His fight with Rocky Kansas at Madison Square Garden was advertised as being for the lightweight championship of the world. As a matter of fact much more than that was at stake. Spiritually, Saint-Saens, Brander Matthews, Henry Arthur Jones, Kenyon Cox, and Henry Cabot Lodge were in Benny Leonard's corner. His defeat would, by implication, have given support to dissonance, dadaism, creative evolution and bolshevism. Rocky Kansas does nothing according to rule. His fighting style is as formless as the prose of Gertrude Stein. One finds a delightfully impromptu quality in Rocky's boxing. Most of the blows which he tries are experimental. There is no particular target.
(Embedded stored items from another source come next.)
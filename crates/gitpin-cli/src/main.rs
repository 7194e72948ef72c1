use std::process::ExitCode;

use anyhow::{Context, Result};
use clap::Parser;
use tracing::debug;
use tracing_subscriber::EnvFilter;

use gitpin_core::{resolve, Config, NoLockfile};

/// Resolve a git-hosted package specifier to a pinned commit and manifest.
#[derive(Parser)]
#[command(name = "gitpin", version)]
struct Args {
    /// The dependency specifier, e.g. `user/repo`, `git@host:user/repo.git`,
    /// or a full `git+https://` URL.
    specifier: String,

    /// Registry manifest filenames to try, in order, at the resolved commit.
    #[arg(short, long, default_value = "package.json")]
    registry_file: Vec<String>,

    /// Root directory for cached working copies.
    #[arg(long)]
    temp_root: Option<std::path::PathBuf>,

    /// Override the SSH command used for `ssh://` and scp-like remotes.
    #[arg(long)]
    ssh_command: Option<String>,

    /// Resolve only from already-populated working copies; never touch the
    /// network.
    #[arg(long)]
    offline: bool,

    /// Hostname that may be fetched over `git://`/`http://` without the
    /// HTTPS upgrade-or-fail policy. Repeatable.
    #[arg(long = "allow-insecure-host")]
    insecure_hosts: Vec<String>,
}

async fn run(args: Args) -> Result<()> {
    let mut config = match args.temp_root {
        Some(root) => Config::new(root),
        None => Config::default(),
    };
    if let Some(command) = args.ssh_command {
        config = config.with_ssh_command(command);
    }
    config = config.with_offline(args.offline);
    for host in args.insecure_hosts {
        config = config.allow_insecure_host(host);
    }

    let filenames: Vec<&str> = args.registry_file.iter().map(String::as_str).collect();
    let manifest = resolve(&args.specifier, &filenames, &config, &NoLockfile)
        .await
        .with_context(|| format!("failed to resolve `{}`", args.specifier))?;

    let json = serde_json::to_string_pretty(&manifest)?;
    println!("{json}");
    Ok(())
}

#[tokio::main]
async fn main() -> ExitCode {
    tracing_subscriber::fmt()
        .with_env_filter(EnvFilter::try_from_env("GITPIN_LOG").unwrap_or_else(|_| EnvFilter::new("info")))
        .init();

    let args = Args::parse();
    debug!(specifier = %args.specifier, "starting resolve");

    match run(args).await {
        Ok(()) => ExitCode::SUCCESS,
        Err(err) => {
            eprintln!("error: {err:#}");
            ExitCode::FAILURE
        }
    }
}
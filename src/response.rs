//! Numeric reply codes and their canned text, one place for every string
//! the dispatcher ever writes back on the control channel.

pub const READY: &str = "220 Service ready for new user.\r\n";
pub const REIN_READY: &str = "220 Service ready for new user.\r\n";
pub const COMMAND_OK: &str = "200 Command okay.\r\n";
pub const SUPERFLUOUS: &str = "202 Command not implemented, superfluous at this site.\r\n";
pub const FEAT_BODY: &str = "211-Features:\r\n AUTH TLS\r\n PBSZ\r\n PROT\r\n UTF8\r\n211 End\r\n";
pub const HELP_BODY: &str = "214-The following commands are recognized:\r\n USER PASS QUIT REIN PORT PASV TYPE MODE STRU PWD CWD CDUP MKD RMD DELE LIST NLST RNFR RNTO RETR STOR APPE NOOP ACCT ALLO SITE AUTH PBSZ PROT SYST FEAT HELP MDTM SIZE ABOR\r\n214 Help ok.\r\n";
pub const SYST_INFO: &str = "215 UNIX Type: L8\r\n";
pub const GOODBYE: &str = "221 Service closing control connection.\r\n";
pub const CLOSING_DATA: &str = "226 Closing data connection.\r\n";
pub const ABOR_NO_TRANSFER: &str = "226 No transfer in progress.\r\n";
pub const LOGGED_IN: &str = "230 User logged in, proceed.\r\n";
pub const ACTION_OK: &str = "250 Requested file action okay, completed.\r\n";
pub const NEED_PASSWORD: &str = "331 User name okay, need password.\r\n";
pub const PENDING_INFO: &str = "350 Requested file action pending further information.\r\n";
pub const SERVICE_CLOSING: &str = "421 Service not available, closing control connection.\r\n";
pub const CANT_OPEN_DATA: &str = "425 Can't open data connection.\r\n";
pub const TRANSFER_ABORTED: &str = "426 Connection closed; transfer aborted.\r\n";
pub const ACTION_NOT_TAKEN: &str = "450 Requested file action not taken.\r\n";
pub const SYNTAX_ERROR: &str = "500 Syntax error, command unrecognized.\r\n";
pub const SYNTAX_ERROR_ARGS: &str = "501 Syntax error in parameters or arguments.\r\n";
pub const NOT_IMPLEMENTED: &str = "502 Command not implemented.\r\n";
pub const BAD_SEQUENCE: &str = "503 Bad sequence of commands.\r\n";
pub const PARAMETER_NOT_IMPLEMENTED: &str = "504 Command not implemented for that parameter.\r\n";
pub const NOT_LOGGED_IN: &str = "530 Not logged in.\r\n";
pub const FILE_UNAVAILABLE: &str = "550 Requested action not taken.\r\n";
pub const FILE_ACTION_FAILED: &str = "553 Requested action not taken.\r\n";

pub fn already_secured() -> String {
    "503 Already secured.\r\n".to_string()
}

pub fn auth_tls_ok() -> String {
    "234 AUTH TLS successful, proceeding with negotiation.\r\n".to_string()
}

pub fn opening_data(kind: &str) -> String {
    format!("150 Opening {kind} mode data connection.\r\n")
}

pub fn passive_mode(h1: u8, h2: u8, h3: u8, h4: u8, p1: u8, p2: u8) -> String {
    format!("227 Entering Passive Mode ({h1},{h2},{h3},{h4},{p1},{p2}).\r\n")
}

pub fn current_dir(path: &str) -> String {
    format!("257 \"{path}\" is the current directory.\r\n")
}

pub fn created(path: &str) -> String {
    format!("257 \"{path}\" created.\r\n")
}

pub fn mdtm(stamp: &str) -> String {
    format!("213 {stamp}\r\n")
}

pub fn size(bytes: u64) -> String {
    format!("213 {bytes}\r\n")
}
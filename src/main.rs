use std::path::PathBuf;

use clap::{Parser, Subcommand};
use jailftpd::config::Config;
use jailftpd::control;
use jailftpd::server::Server;

/// A jailed FTP/FTPS server.
#[derive(Parser, Debug)]
#[command(author, version, about, long_about = None)]
struct Cli {
    #[command(subcommand)]
    command: Command,
}

#[derive(Subcommand, Debug)]
enum Command {
    /// Start the server using the given configuration file.
    Serve {
        config_path: PathBuf,
    },
    /// Prompt twice for a password and print its adaptive salted hash.
    Genpass,
}

#[tokio::main]
async fn main() {
    tracing_subscriber::fmt::init();
    let cli = Cli::parse();

    let result = match cli.command {
        Command::Serve { config_path } => serve(&config_path).await,
        Command::Genpass => genpass(),
    };

    if let Err(err) = result {
        eprintln!("{err}");
        std::process::exit(1);
    }
}

async fn serve(config_path: &std::path::Path) -> Result<(), Box<dyn std::error::Error>> {
    let config = Config::load(config_path)?;

    let tls_acceptor = match (&config.tls_cert, &config.tls_key) {
        (Some(cert_path), Some(key_path)) => Some(load_tls_acceptor(cert_path, key_path)?),
        _ => None,
    };

    let server = Server::new(config, tls_acceptor);
    server.listen().await?;
    Ok(())
}

fn load_tls_acceptor(
    cert_path: &std::path::Path,
    key_path: &std::path::Path,
) -> Result<tokio_rustls::TlsAcceptor, Box<dyn std::error::Error>> {
    let cert_bytes = std::fs::read(cert_path)?;
    let key_bytes = std::fs::read(key_path)?;

    let cert_chain = rustls_pemfile::certs(&mut cert_bytes.as_slice())
        .collect::<Result<Vec<_>, _>>()?;
    let key = rustls_pemfile::private_key(&mut key_bytes.as_slice())?
        .ok_or("no private key found in tls_key file")?;

    let acceptor = control::build_acceptor(cert_chain, key)?;
    Ok(acceptor)
}

fn genpass() -> Result<(), Box<dyn std::error::Error>> {
    let first = rpassword::prompt_password("Password: ")?;
    let second = rpassword::prompt_password("Confirm password: ")?;
    if first != second {
        eprintln!("passwords did not match");
        std::process::exit(1);
    }
    let hash = jailftpd::auth::hash(&first)?;
    println!("{hash}");
    Ok(())
}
Like the young poet who shot an arrow into the air, Rocky Kansas tosses off a right hand swing every once and so often and hopes that it will land on somebody's jaw.

But with the opening gong Rocky Kansas tore into Leonard. He was gauche and inaccurate but terribly persistent. The champion jabbed him repeatedly with a straight left which has always been considered the proper thing to do under the circumstances. Somehow or other it did not work. Leonard might as well have been trying to stand off a rhinoceros with a feather duster. Kansas kept crowding him. In the first clinch Benny's hair was rumpled and a moment later his nose began to bleed. The incident was a shock to us. It gave us pause and inspired a sneaking suspicion that perhaps there was something the matter with Tennyson after all. Here were two young men in the ring and one was quite correct in everything which he did and the other was all wrong. And the wrong one was winning. All the enthusiastic Rocky Kansas partisans in the gallery began to split infinitives to show their contempt for Benny Leonard and all other stylists. Macaulay turned over twice in his grave when Kansas began to lead with his right hand.

But traditions are not to be despised. Form may be just as tough in fiber as rebellion. Not all the steadfastness of the world belongs to heretics. Even though his hair was mussed and his nose bleeding, Benny continued faithful to the established order. At last his chance came. The young child of nature who was challenging for the championship dropped his guard and Leonard hooked a powerful and entirely orthodox blow to the conventional point of the jaw. Down went Rocky Kansas. His past life flashed before him during the nine seconds in which he remained on the floor and he wished that he had been more faithful as a child in heeding the advice of his boxing teacher. After all, the old masters did know something. There is still a kick in style, and tradition carries a nasty wallop.